According to the U.S. Centers for Disease Control and Prevention, one in six Americans becomes sick every year after consuming contaminated foods or beverages. In 2018, at least 22 foodborne illness outbreaks have been investigated by the CDC, with many more recalls and warnings being reported in the mainstream media. From romaine lettuce to whole turkeys and even pet food, the general consensus is that our food supply may not be as safe as we thought. Or is it?
There are three main types of contaminants that can cause unsafe food: biological, chemical, and physical. Cases of foodborne illness like listeria and E.coli are caused by bacteria that can be found in contaminated water or soil. They often show up in undercooked meat and in raw vegetables. So while studies have found that those who replace meat with plant-based foods have a 20% lower mortality rate, vegetarians and vegans still need to be careful.
Not even our four-legged friends are necessarily safe. In addition to the lettuce, cauliflower, beef, eggs, vegetables, and even processed foods that were recalled over the last year, there’s a growing list of cat food and dog food brands that have experienced FDA recalls, too. That’s certainly unwelcome news for the 44% of households in the U.S. that own dogs, but it’s frightening for everyone who thinks they know what’s in their food. And while not all of the recalls were due to bacterial outbreaks, a lot of Americans are wondering: what’s the deal? And should we be worried all the time?
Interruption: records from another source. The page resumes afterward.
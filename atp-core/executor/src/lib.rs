//! ATP 执行器
//!
//! UI 自动化测试调度与执行引擎：把有序的动作列表划分为串行 / 可并行阶段，
//! 在平台句柄上逐阶段执行，并为每个被测应用产出一份测试结果。

pub mod action;
pub mod artifacts;
pub mod classifier;
pub mod config;
pub mod handler;
pub mod orchestrator;
pub mod recording;
pub mod result;
pub mod stage;
pub mod suite;

pub use action::{Action, ActionKind};
pub use artifacts::ArtifactPaths;
pub use classifier::{classify, ActionClassifier, ActionStage, DEFAULT_WAIT_THRESHOLD_SECS};
pub use config::EngineConfig;
pub use handler::{ActionHandler, HandlerRegistry, LogHandler};
pub use orchestrator::{AppRunner, RunPhase};
pub use recording::{RecordingManager, RecordingSession};
pub use result::TestResult;
pub use stage::{effective_worker_cap, ExecutionContext, StageExecutor, DEFAULT_MAX_WORKERS};
pub use suite::{SuiteConfig, SuiteReport, SuiteRunner};

use atp_platform::PlatformError;
use thiserror::Error;

#[derive(Error, Debug)]
pub enum ExecutorError {
    #[error("配置错误: {0}")]
    ConfigError(String),

    #[error("平台创建失败: {0}")]
    PlatformCreationFailed(String),

    #[error("平台初始化失败: {0}")]
    PlatformInitFailed(String),

    /// 动作执行失败，消息格式为 `<action> failed: <cause>`
    #[error("{action} failed: {cause}")]
    ActionFailed { action: String, cause: String },

    #[error("recording already active")]
    RecordingAlreadyActive,

    #[error("录屏管理器已关闭")]
    RecordingClosed,

    #[error("未注册的动作处理器: {0}")]
    HandlerNotFound(String),

    #[error("{0}")]
    HandlerError(String),

    #[error("run cancelled")]
    Cancelled,

    #[error(transparent)]
    Platform(#[from] PlatformError),

    #[error("IO 错误: {0}")]
    IoError(#[from] std::io::Error),

    #[error("序列化错误: {0}")]
    SerdeError(String),
}

impl ExecutorError {
    /// 用失败动作的名称包装错误
    pub fn action_failed(action: &Action, cause: impl std::fmt::Display) -> Self {
        ExecutorError::ActionFailed {
            action: action.label(),
            cause: cause.to_string(),
        }
    }
}

pub type Result<T> = std::result::Result<T, ExecutorError>;
//! Plan / Validate 命令处理

use anyhow::{Context, Result};
use colored::Colorize;
use std::path::Path;

use atp_executor::{ActionClassifier, EngineConfig};

use super::common::{build_handlers, load_suite};

/// 显示套件的阶段划分
pub async fn plan(config: &EngineConfig, suite_path: &Path) -> Result<()> {
    let suite = load_suite(suite_path)?;
    let classifier = ActionClassifier::new().with_wait_threshold(config.wait_threshold_secs);
    let stages = classifier.classify(&suite.actions);

    println!();
    println!(
        "{} 个动作划分为 {} 个阶段 (wait 阈值 {}s):",
        suite.actions.len().to_string().yellow(),
        stages.len().to_string().yellow(),
        classifier.wait_threshold()
    );
    println!();

    for (index, stage) in stages.iter().enumerate() {
        let mode = if stage.runs_in_parallel() {
            "并行".green()
        } else {
            "串行".blue()
        };
        println!("阶段 {} [{}]", (index + 1).to_string().bold(), mode);
        for action in &stage.actions {
            println!("  - {}", describe(action));
        }
    }

    Ok(())
}

/// 校验套件定义
pub async fn validate(suite_path: &Path) -> Result<()> {
    let suite = load_suite(suite_path)?;
    let handlers = build_handlers().await;

    suite
        .validate(&handlers)
        .await
        .with_context(|| format!("套件 {} 校验失败", suite.name))?;

    println!(
        "{} 套件有效: {} 个应用, {} 个动作",
        "✓".green().bold(),
        suite.apps.len(),
        suite.actions.len()
    );
    Ok(())
}

fn describe(action: &atp_executor::Action) -> String {
    let label = action.label();
    let kind = action.kind.as_str();
    if label == kind {
        label.cyan().to_string()
    } else {
        format!("{} ({})", label.cyan(), kind)
    }
}
//! 产物路径管理
//!
//! 每个应用的产物落在 `<output_dir>/<应用名>/` 下:
//! `screenshots/` 存放截图，`videos/` 存放录屏，`result.json` 为测试结果。

use chrono::Utc;
use std::path::{Path, PathBuf};
use std::sync::atomic::{AtomicUsize, Ordering};

/// 单个应用的产物路径
#[derive(Debug)]
pub struct ArtifactPaths {
    app_dir: PathBuf,
    slug: String,
    counter: AtomicUsize,
}

impl ArtifactPaths {
    pub fn new(output_dir: &Path, app_name: &str) -> Self {
        let slug = slugify(app_name);
        Self {
            app_dir: output_dir.join(&slug),
            slug,
            counter: AtomicUsize::new(0),
        }
    }

    /// 应用产物目录
    pub fn app_dir(&self) -> &Path {
        &self.app_dir
    }

    pub fn screenshot_dir(&self) -> PathBuf {
        self.app_dir.join("screenshots")
    }

    pub fn video_dir(&self) -> PathBuf {
        self.app_dir.join("videos")
    }

    /// 测试结果文件路径
    pub fn result_path(&self) -> PathBuf {
        self.app_dir.join("result.json")
    }

    /// 创建产物目录
    pub async fn prepare(&self) -> std::io::Result<()> {
        tokio::fs::create_dir_all(self.screenshot_dir()).await?;
        tokio::fs::create_dir_all(self.video_dir()).await?;
        Ok(())
    }

    /// 下一个截图路径，`file` 为相对路径时放在截图目录下
    pub fn screenshot_path(&self, file: Option<&str>) -> PathBuf {
        match file {
            Some(file) if Path::new(file).is_absolute() => PathBuf::from(file),
            Some(file) => self.screenshot_dir().join(file),
            None => self
                .screenshot_dir()
                .join(format!("{}.png", self.next_stem())),
        }
    }

    /// 下一个录屏路径
    pub fn video_path(&self) -> PathBuf {
        self.video_dir().join(format!("{}.mp4", self.next_stem()))
    }

    // 并行 worker 同一秒内生成的文件名靠序号区分
    fn next_stem(&self) -> String {
        let seq = self.counter.fetch_add(1, Ordering::SeqCst) + 1;
        format!(
            "{}_{:03}_{}",
            self.slug,
            seq,
            Utc::now().format("%Y%m%d_%H%M%S")
        )
    }
}

/// 把应用名转换为可用作目录名的形式
pub fn slugify(name: &str) -> String {
    let slug: String = name
        .trim()
        .chars()
        .map(|c| {
            if c.is_alphanumeric() || c == '-' || c == '_' {
                c
            } else {
                '_'
            }
        })
        .collect();

    if slug.is_empty() {
        "app".to_string()
    } else {
        slug
    }
}
//! 扩展动作处理器注册表
//!
//! 内置动作之外的动作 (视觉点击、AI 生成、云同步等) 按处理器名称转发。
//! 引擎只负责: 按名称调用、传播返回的错误、不重试。

use async_trait::async_trait;
use atp_platform::PlatformHandle;
use std::collections::{BTreeSet, HashMap};
use std::sync::Arc;
use tokio::sync::RwLock;
use tracing::{debug, info};

use crate::{Action, ActionKind, ExecutorError, Result};

/// 扩展动作处理器
#[async_trait]
pub trait ActionHandler: Send + Sync {
    /// 执行动作
    async fn handle(&self, action: &Action, platform: &dyn PlatformHandle) -> anyhow::Result<()>;

    /// 处理器说明
    fn description(&self) -> &str {
        ""
    }
}

/// 处理器注册表
pub struct HandlerRegistry {
    /// 处理器映射
    handlers: Arc<RwLock<HashMap<String, Arc<dyn ActionHandler>>>>,
}

impl HandlerRegistry {
    /// 创建空注册表
    pub fn new() -> Self {
        Self {
            handlers: Arc::new(RwLock::new(HashMap::new())),
        }
    }

    /// 创建包含内置处理器的注册表
    pub async fn with_builtins() -> Self {
        let registry = Self::new();
        // 空注册表中注册不会冲突
        let _ = registry.register("log", Arc::new(LogHandler)).await;
        registry
    }

    /// 注册处理器
    pub async fn register(&self, name: &str, handler: Arc<dyn ActionHandler>) -> Result<()> {
        info!("注册动作处理器: {}", name);

        let mut handlers = self.handlers.write().await;

        if handlers.contains_key(name) {
            return Err(ExecutorError::ConfigError(format!(
                "动作处理器 {} 已注册",
                name
            )));
        }

        handlers.insert(name.to_string(), handler);

        Ok(())
    }

    /// 注销处理器
    pub async fn unregister(&self, name: &str) -> Result<()> {
        info!("注销动作处理器: {}", name);

        let mut handlers = self.handlers.write().await;

        handlers
            .remove(name)
            .ok_or_else(|| ExecutorError::HandlerNotFound(name.to_string()))?;

        Ok(())
    }

    /// 获取处理器
    pub async fn get(&self, name: &str) -> Result<Arc<dyn ActionHandler>> {
        debug!("获取动作处理器: {}", name);

        let handlers = self.handlers.read().await;

        handlers
            .get(name)
            .cloned()
            .ok_or_else(|| ExecutorError::HandlerNotFound(name.to_string()))
    }

    /// 列出所有已注册的处理器 (按名称排序)
    pub async fn list(&self) -> Vec<String> {
        let handlers = self.handlers.read().await;
        let mut names: Vec<String> = handlers.keys().cloned().collect();
        names.sort();
        names
    }

    /// 检查处理器是否已注册
    pub async fn is_registered(&self, name: &str) -> bool {
        let handlers = self.handlers.read().await;
        handlers.contains_key(name)
    }

    /// 启动前校验: 所有扩展动作引用的处理器都必须已注册
    pub async fn validate(&self, actions: &[Action]) -> Result<()> {
        let handlers = self.handlers.read().await;

        let missing: BTreeSet<&str> = actions
            .iter()
            .filter_map(Action::handler_name)
            .filter(|name| !handlers.contains_key(*name))
            .collect();

        if missing.is_empty() {
            Ok(())
        } else {
            Err(ExecutorError::ConfigError(format!(
                "未注册的动作处理器: {}",
                missing.into_iter().collect::<Vec<_>>().join(", ")
            )))
        }
    }
}

impl Default for HandlerRegistry {
    fn default() -> Self {
        Self::new()
    }
}

/// 内置 `log` 处理器: 把动作的 value 写入日志
pub struct LogHandler;

#[async_trait]
impl ActionHandler for LogHandler {
    async fn handle(&self, action: &Action, platform: &dyn PlatformHandle) -> anyhow::Result<()> {
        let message = match &action.kind {
            ActionKind::Extension { value, target, .. } => value
                .as_deref()
                .or(target.as_deref())
                .unwrap_or_default()
                .to_string(),
            _ => String::new(),
        };
        info!("[{}] {}", platform.platform_type(), message);
        Ok(())
    }

    fn description(&self) -> &str {
        "把动作的 value 写入日志"
    }
}

#[cfg(test)]
mod tests {
    use super::*;
    use atp_platform::{PlatformType, SimulatedPlatform};

    struct FailingHandler;

    #[async_trait]
    impl ActionHandler for FailingHandler {
        async fn handle(&self, _action: &Action, _platform: &dyn PlatformHandle) -> anyhow::Result<()> {
            anyhow::bail!("模型不可用")
        }
    }

    #[tokio::test]
    async fn test_registry_builtins() {
        let registry = HandlerRegistry::with_builtins().await;
        assert_eq!(registry.list().await, vec!["log".to_string()]);
        assert!(registry.is_registered("log").await);
    }

    #[tokio::test]
    async fn test_register_duplicate_rejected() {
        let registry = HandlerRegistry::new();
        registry.register("ai", Arc::new(FailingHandler)).await.unwrap();
        let err = registry.register("ai", Arc::new(FailingHandler)).await.unwrap_err();
        assert!(matches!(err, ExecutorError::ConfigError(_)));
    }

    #[tokio::test]
    async fn test_validate_reports_missing_handlers() {
        let registry = HandlerRegistry::with_builtins().await;
        let actions = vec![
            Action::click("#a"),
            Action::extension("log"),
            Action::extension("vision_click"),
            Action::extension("cloud_sync"),
            Action::extension("vision_click"),
        ];

        let err = registry.validate(&actions).await.unwrap_err();
        assert_eq!(
            err.to_string(),
            "配置错误: 未注册的动作处理器: cloud_sync, vision_click"
        );

        assert!(registry.validate(&actions[..2]).await.is_ok());
    }

    #[tokio::test]
    async fn test_handler_error_propagates() {
        let registry = HandlerRegistry::new();
        registry.register("ai", Arc::new(FailingHandler)).await.unwrap();
        let platform = SimulatedPlatform::new(PlatformType::Web);

        let handler = registry.get("ai").await.unwrap();
        let err = handler
            .handle(&Action::extension("ai"), &platform)
            .await
            .unwrap_err();
        assert_eq!(err.to_string(), "模型不可用");
    }

    #[tokio::test]
    async fn test_unregister() {
        let registry = HandlerRegistry::with_builtins().await;
        registry.unregister("log").await.unwrap();
        assert!(matches!(
            registry.get("log").await,
            Err(ExecutorError::HandlerNotFound(_))
        ));
    }
}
The Food and Drug Administration says no. FDA Commissioner Scott Gottlieb recently told CNN that it’s actually our technological improvements that are to blame. As we become better at detecting these unsafe instances, widespread reporting increases — thus why we feel like food contamination is worsening. The FDA says that our current surveillance and technology systems can better detect and respond to outbreaks than we could decades prior, which means that more recalls are happening and the public perception is one of confusion and slight panic. And it’s certainly true that the number of U.S. infections from foodborne pathogens has decreased by 30% since 1996. The FDA has also been granted additional power thanks to the Food Safety Modernization Act, meaning the agency is paying closer attention to (and taking action against) unsanitary locations.
However, the FDA’s public statement conspicuously leaves out the fact that legislation created by the FDA during the Obama administration — which would have required the resting of farming irrigation sources to identify sources of contamination — has been put on hold by the current administration.
Wired reported: “Six months before people were sickened by the contaminated romaine, President Donald Trump’s FDA — responding to pressure from the farm industry and Trump’s order to eliminate regulations — shelved the water-testing rules for at least four years… Despite this deadly outbreak, the FDA has shown no sign of reconsidering its plan to postpone the rules. The agency also is considering major changes, such as allowing some produce growers to test less frequently or find alternatives to water testing to ensure the safety of their crops.”
Ultimately, it may be at least partially good news that we’re seeing more reports of outbreaks; if nothing else, this allows consumers to protect themselves and become more aware of the issues facing farmers and suppliers. But chalking up the entire issue to public perception and improvements in technology may be leaving out a critical piece of the puzzle.